Tout le long de ce document, les termes hommes asymptomatiques et hommes sans cancer sont utilisés. Leur
signification n’est pas la même :
- Hommes sans cancer = hommes sans cancer de la prostate repéré dans les bases de l’Assurance Maladie
- Hommes asymptomatique = notion générale comprenant les hommes sans symptômes liés à la prostate
OBJECTIFS
Inviter à des pratiques conformes aux recommandations en délivrant une information équilibrée :
- Sensibiliser les médecins généralistes au fait que ce dépistage n’est pas recommandé de façon
systématique ;
- Délivrer aux hommes de 40 ans et plus une information équilibrée sur les avantages et les inconvénients de
ce « dépistage » pour leur permettre de prendre une décision éclairée et notamment chez les hommes de plus
de75 ans;
- Créer une prise de conscience sur cette pratique quasi systématique en France alors qu’elle n’est pas
recommandée.
=> en renforçant l’information des médecins et des patients en cas de prescription du 1er dosage du PSA,
chez un homme asymptomatique, et permettre une décision éclairée et partagée entre le patient et le
médecin.
Dans un objectif de diminuer le nombre de dosages du PSA réalisés de manière « automatique » sans un
consentement ou accord réel du patient.
ETAT DES LIEUX ET RECOMMANDATIONS
Données épidémiologiques
Le cancer de la prostate n’est pas un « cancer comme les autres » :
De tous les cancers, il est le plus fréquent chez l’homme : 56 840 nouveaux cas estimés en 20121 -> 28 % des
cancers.
Mais le cancer de la prostate est majoritairement un cancer à évolution lente : la durée d'évolution est de 10 à
15 ans en moyenne avant que n'apparaissent des symptômes et le plus souvent n’engageant pas le pronostic
vital.
Cependant, certaines formes sont agressives et létales. L’histoire naturelle de la maladie est mal connue. On
ne sait pas reconnaître, parmi les cancers asymptomatiques, ceux qui resteront latents et ceux qui
évolueront.1
C’est un cancer de survenue tardive : il est rare avant 50 ans et son incidence augmente progressivement
avec l’âge. C’est autour de 70 ans que l’incidence est la plus élevée.
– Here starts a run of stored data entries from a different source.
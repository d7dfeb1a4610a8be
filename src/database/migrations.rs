//! Schema migrations for the Bonzi Browser SQLite database.
//!
//! Uses a `schema_version` table to track which migrations have been applied.
//! Each migration runs exactly once and is recorded with a timestamp.

use rusqlite::Connection;

/// Current schema version. Bump this when adding a new migration.
pub const CURRENT_SCHEMA_VERSION: i32 = 1;

/// Returns the current schema version from the database (0 if table doesn't exist).
pub fn get_schema_version(conn: &Connection) -> i32 {
    conn.query_row(
        "SELECT COALESCE(MAX(version), 0) FROM schema_version",
        [],
        |row| row.get(0),
    )
    .unwrap_or(0)
}

/// Runs all pending schema migrations against the provided connection.
///
/// Safe to call on every startup.
pub fn run_all(conn: &Connection) -> Result<(), rusqlite::Error> {
    conn.execute_batch(
        "PRAGMA journal_mode = WAL;
         CREATE TABLE IF NOT EXISTS schema_version (
             version INTEGER PRIMARY KEY,
             applied_at INTEGER NOT NULL,
             description TEXT NOT NULL
         );",
    )?;

    let current = get_schema_version(conn);

    if current < 1 {
        migration_v1(conn)?;
        record_version(conn, 1, "Key-value store")?;
    }

    Ok(())
}

fn record_version(conn: &Connection, version: i32, description: &str) -> Result<(), rusqlite::Error> {
    let now = std::time::SystemTime::now()
        .duration_since(std::time::UNIX_EPOCH)
        .unwrap_or_default()
        .as_secs() as i64;
    conn.execute(
        "INSERT OR IGNORE INTO schema_version (version, applied_at, description) VALUES (?1, ?2, ?3)",
        rusqlite::params![version, now, description],
    )?;
    Ok(())
}

/// V1: one row per storage key, value kept as opaque text.
fn migration_v1(conn: &Connection) -> Result<(), rusqlite::Error> {
    conn.execute_batch(
        "
        CREATE TABLE IF NOT EXISTS kv_store (
            key TEXT PRIMARY KEY,
            value TEXT NOT NULL,
            updated_at INTEGER NOT NULL
        );
        ",
    )
}
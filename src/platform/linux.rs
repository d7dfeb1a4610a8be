// Bonzi Browser platform paths for Linux
// Config: ~/.config/bonzi-browser
// Data:   ~/.local/share/bonzi-browser

use std::env;
use std::path::PathBuf;

use super::APP_DIR_NAME;

/// Picks `$XDG_*` when set, otherwise `$HOME` joined with the fallback segments.
fn xdg_dir(xdg: Option<String>, home: Option<String>, fallback: &[&str]) -> PathBuf {
    match xdg {
        Some(dir) if !dir.is_empty() => PathBuf::from(dir).join(APP_DIR_NAME),
        _ => {
            let mut path = PathBuf::from(home.unwrap_or_else(|| String::from("/tmp")));
            for segment in fallback {
                path.push(segment);
            }
            path.join(APP_DIR_NAME)
        }
    }
}

pub fn get_config_dir() -> PathBuf {
    xdg_dir(
        env::var("XDG_CONFIG_HOME").ok(),
        env::var("HOME").ok(),
        &[".config"],
    )
}

pub fn get_data_dir() -> PathBuf {
    xdg_dir(
        env::var("XDG_DATA_HOME").ok(),
        env::var("HOME").ok(),
        &[".local", "share"],
    )
}
//! Bonzi Browser — a minimal tabbed browser shell.
//!
//! This library crate exposes all modules for use by the binaries and integration tests.

pub mod app;
pub mod database;
pub mod managers;
pub mod platform;
pub mod rpc_handler;
pub mod services;
pub mod telemetry;
pub mod types;

#[cfg(feature = "gui")]
pub mod ui;
// Bonzi Browser platform paths for macOS
// Config and data: ~/Library/Application Support/bonzi-browser

use std::env;
use std::path::PathBuf;

use super::APP_DIR_NAME;

fn app_support_dir() -> PathBuf {
    PathBuf::from(env::var("HOME").unwrap_or_else(|_| String::from("/tmp")))
        .join("Library")
        .join("Application Support")
        .join(APP_DIR_NAME)
}

pub fn get_config_dir() -> PathBuf {
    app_support_dir()
}

pub fn get_data_dir() -> PathBuf {
    app_support_dir()
}
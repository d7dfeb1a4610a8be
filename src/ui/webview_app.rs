//! WebView-based shell window using `wry` + `tao`.
//!
//! - The shell page is served over the `bonzi://` custom protocol.
//! - JS → Rust: `window.ipc.postMessage({"method", "params"})`, handled by
//!   [`handle_method`], the same dispatcher the RPC server uses.
//! - Rust → JS: `evaluate_script("__bonzi_render(<ShellView>)")`.

use std::sync::{Arc, Mutex};

use tao::event::{Event, WindowEvent};
use tao::event_loop::{ControlFlow, EventLoop, EventLoopBuilder};
use tao::window::WindowBuilder;
use tracing::{debug, info, warn};
use wry::WebViewBuilder;

use crate::app::BrowserShell;
use crate::rpc_handler::handle_method;
use crate::services::settings_engine::{SettingsEngine, SettingsEngineTrait};
use crate::telemetry;

#[derive(Debug)]
enum UserEvent {
    EvalScript(String),
}

const SHELL_HTML: &str = include_str!("../../resources/ui/shell.html");
const SHELL_CSS: &str = include_str!("../../resources/ui/shell.css");
const SHELL_JS: &str = include_str!("../../resources/ui/shell.js");

fn shell_page(title: &str) -> String {
    let mut html = String::with_capacity(SHELL_HTML.len() + SHELL_CSS.len() + SHELL_JS.len() + 256);
    html.push_str("<!DOCTYPE html><html><head><meta charset=\"UTF-8\"><title>");
    html.push_str(title);
    html.push_str("</title><style>");
    html.push_str(SHELL_CSS);
    html.push_str("</style></head><body>");
    html.push_str(SHELL_HTML);
    html.push_str("<script>");
    html.push_str(SHELL_JS);
    html.push_str("</script></body></html>");
    html
}

/// Turns one IPC message into the script that redraws the page.
fn handle_ipc(shell: &Mutex<BrowserShell>, message: &str) -> Option<UserEvent> {
    let msg: serde_json::Value = match serde_json::from_str(message) {
        Ok(v) => v,
        Err(e) => {
            warn!(error = %e, "Dropping malformed IPC message");
            return None;
        }
    };
    let method = msg.get("method")?.as_str()?;
    let params = msg.get("params").cloned().unwrap_or(serde_json::json!({}));

    match handle_method(shell, method, &params) {
        Ok(view) => Some(UserEvent::EvalScript(format!(
            "if(window.__bonzi_render)__bonzi_render({})",
            view
        ))),
        Err(err) => {
            warn!(method, error = %err, "IPC call failed");
            None
        }
    }
}

// ─── Main entry point ───

pub fn run() -> Result<(), Box<dyn std::error::Error>> {
    let mut engine = SettingsEngine::new(None);
    let config = engine.load()?;
    telemetry::init_tracing(&config.log_level);

    let shell = Arc::new(Mutex::new(BrowserShell::open(&engine)?));

    let event_loop: EventLoop<UserEvent> = EventLoopBuilder::with_user_event().build();
    let proxy = event_loop.create_proxy();

    let window = WindowBuilder::new()
        .with_title(&config.window_title)
        .with_inner_size(tao::dpi::LogicalSize::new(
            f64::from(config.window_width),
            f64::from(config.window_height),
        ))
        .build(&event_loop)?;

    let page = shell_page(&config.window_title);
    let ipc_shell = shell.clone();

    let builder = WebViewBuilder::new()
        .with_custom_protocol("bonzi".into(), move |_wv_id, _request| {
            wry::http::Response::builder()
                .header("Content-Type", "text/html; charset=utf-8")
                .body(page.clone().into_bytes().into())
                .unwrap_or_else(|_| wry::http::Response::new(Vec::new().into()))
        })
        .with_url("bonzi://localhost/")
        .with_ipc_handler(move |msg: wry::http::Request<String>| {
            let body = msg.body().as_str();
            let preview: String = body.chars().take(200).collect();
            debug!(%preview, "IPC");
            if let Some(event) = handle_ipc(&ipc_shell, body) {
                let _ = proxy.send_event(event);
            }
        })
        .with_devtools(cfg!(debug_assertions));

    #[cfg(target_os = "linux")]
    let webview = {
        use tao::platform::unix::WindowExtUnix;
        use wry::WebViewBuilderExtUnix;
        let vbox = window.default_vbox().ok_or("Failed to get GTK vbox")?;
        builder.build_gtk(vbox)?
    };

    #[cfg(not(target_os = "linux"))]
    let webview = builder.build(&window)?;

    info!("Window open");

    event_loop.run(move |event, _, control_flow| {
        *control_flow = ControlFlow::Wait;

        match event {
            Event::WindowEvent {
                event: WindowEvent::CloseRequested,
                ..
            } => {
                info!("Window closed, exiting");
                *control_flow = ControlFlow::Exit;
            }

            Event::UserEvent(UserEvent::EvalScript(js)) => {
                if let Err(e) = webview.evaluate_script(&js) {
                    warn!(error = %e, "evaluate_script failed");
                }
            }

            _ => {}
        }
    });
}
Il se place au troisième rang en termes de mortalité par cancer chez l’homme (à l’origine de 8 876 décès, soit
10 % des décès par cancer et 3% des décès masculins toutes causes confondues).
Compte tenu de ce temps de progression lent, plus de 3 décès par cancer de la prostate sur 4 surviennent
après 75 ans. Chez l’homme, en 2009, l’âge médian au décès par cancer de la prostate est estimé à 83 ans.1
La comparaison avec d’autres pays positionne la France parmi les pays où l’incidence (standardisée par âge)
est la plus élevée : 98/100 000 contre 70/100 000 dans l’ensemble de l’union européenne2.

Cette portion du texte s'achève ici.